In ganz Europa ist es in den vergangenen Tagen zu Zusammenstössen zwischen verschiedenen eritreischen Diaspora-Gruppen gekommen. Zunächst in Israel, Norwegen und im zürcherischen Opfikon, Tage später dann – mit über 60 aus der Schweiz angereisten Personen – auch in Stuttgart. Grund waren eritreische Treffen und Festivals, die anlässlich der 30-jährigen Unabhängigkeit Eritreas stattgefunden haben. SRF-Afrika-Korrespondentin Anna Lemmenmeier erklärt die Hintergründe der Auseinandersetzungen.
Welche Gruppen sind sich bei den Zusammenstössen gegenübergestanden?
Es handelt sich um Kritikerinnen und Befürworter des Regimes von Eritreas autoritärem Machthaber Isaias Afewerki. Wir haben solche Zusammenstösse in den letzten Wochen und Monaten auch schon in Australien, Kanada, Schweden und den USA gesehen.
Warum kam es zu den Auseinandersetzungen?
Die Befürworter und Gegner des Regimes von Afewerki geraten aneinander, weil Mitglieder der Regimekritikerinnen und -kritiker zum Teil unter Einsatz ihres Lebens vor der Diktatur in Eritrea geflohen sind. Für sie ist es deshalb ein Hohn, wenn das Regime mit grossen Festivals gefeiert wird, wie sie anlässlich der 30-jährigen Unabhängigkeit von Eritrea an vielen Orten stattgefunden haben.
Wer unterstützt das Regime?
Es gibt Menschen, die bereits in den 80er- und 90er-Jahren während des eritreischen Unabhängigkeitskrieges in die Schweiz geflüchtet sind. Diese Menschen haben Eritrea im Unabhängigkeitsbestreben unterstützt, haben aber nie unter dem aktuellen Machthaber Isaias Afewerki gelebt und haben die Repression der Diktatur nie am eigenen Leib erfahren. Von ihnen sind viele bis heute aufseiten des Regimes. Aber es gibt auch Jüngere, die die eritreische Regierung unterstützen.
Warum ist es nicht schon zuvor zu solchen Zusammenstössen gekommen?

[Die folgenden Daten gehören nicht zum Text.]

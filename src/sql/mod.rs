//! SQL clause guard, SELECT assembly and typed parameter values.

mod builder;
pub mod guard;
pub mod params;
pub use builder::*;
pub use guard::{contains_keywords, is_positional_name, is_variable_name, strip_comments, GuardError};
pub use params::*;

Gegnerinnen und Gegner der eritreischen Regierung scheinen die Angst verloren zu haben, sich in der Diaspora kritisch gegenüber dem Regime in Asmara zu äussern. Auch sind die Pro-Demokratie-Aktivistinnen und -Aktivisten international besser vernetzt. Die Eritrea-Festivals sind für Gegner von Isaias Afewerki oft die einzige Möglichkeit, sich sichtbar gegen das Regime zu wehren, manchmal auch mit Gewalt.
Was hat es mit den blauen Flaggen auf sich, die auf den Bildern aus Opfikon zu sehen waren?
Die hellblaue Flagge mit Olivenzweigen ist die historische eritreische Flagge. Sie wird von den Regimegegnern getragen. Sie lehnen die aktuelle Flagge von Eritrea ab, da diese die Farben der Eritreischen Volksbefreiungsfront trägt, welche für die Unabhängigkeit Eritreas von Äthiopien kämpfte. Aus der Eritreischen Volksbefreiungsfront entstand dann die Partei des aktuellen eritreischen Machthabers Isaias Afewerki, der Eritrea mit eiserner Hand regiert.
Werden diese Auseinandersetzungen in Eritrea selbst wahrgenommen?
Der Zugang zu Informationen in Eritrea wird kontrolliert, Telefone werden abgehört. Dennoch gehe ich davon aus, dass Informationen über die Zusammenstösse zur Bevölkerung in Eritrea durchsickern. Präsident Isaias Afewerki ist seit 1993 in Eritrea an der Macht. Ein Ende seines Regimes ist nicht in Sicht. Der Autokrat sitzt fest im Sattel. Expertinnen und Experten gehen aber davon aus, dass die vielen Zusammenstösse in der eritreischen Regierung für Nervosität sorgen.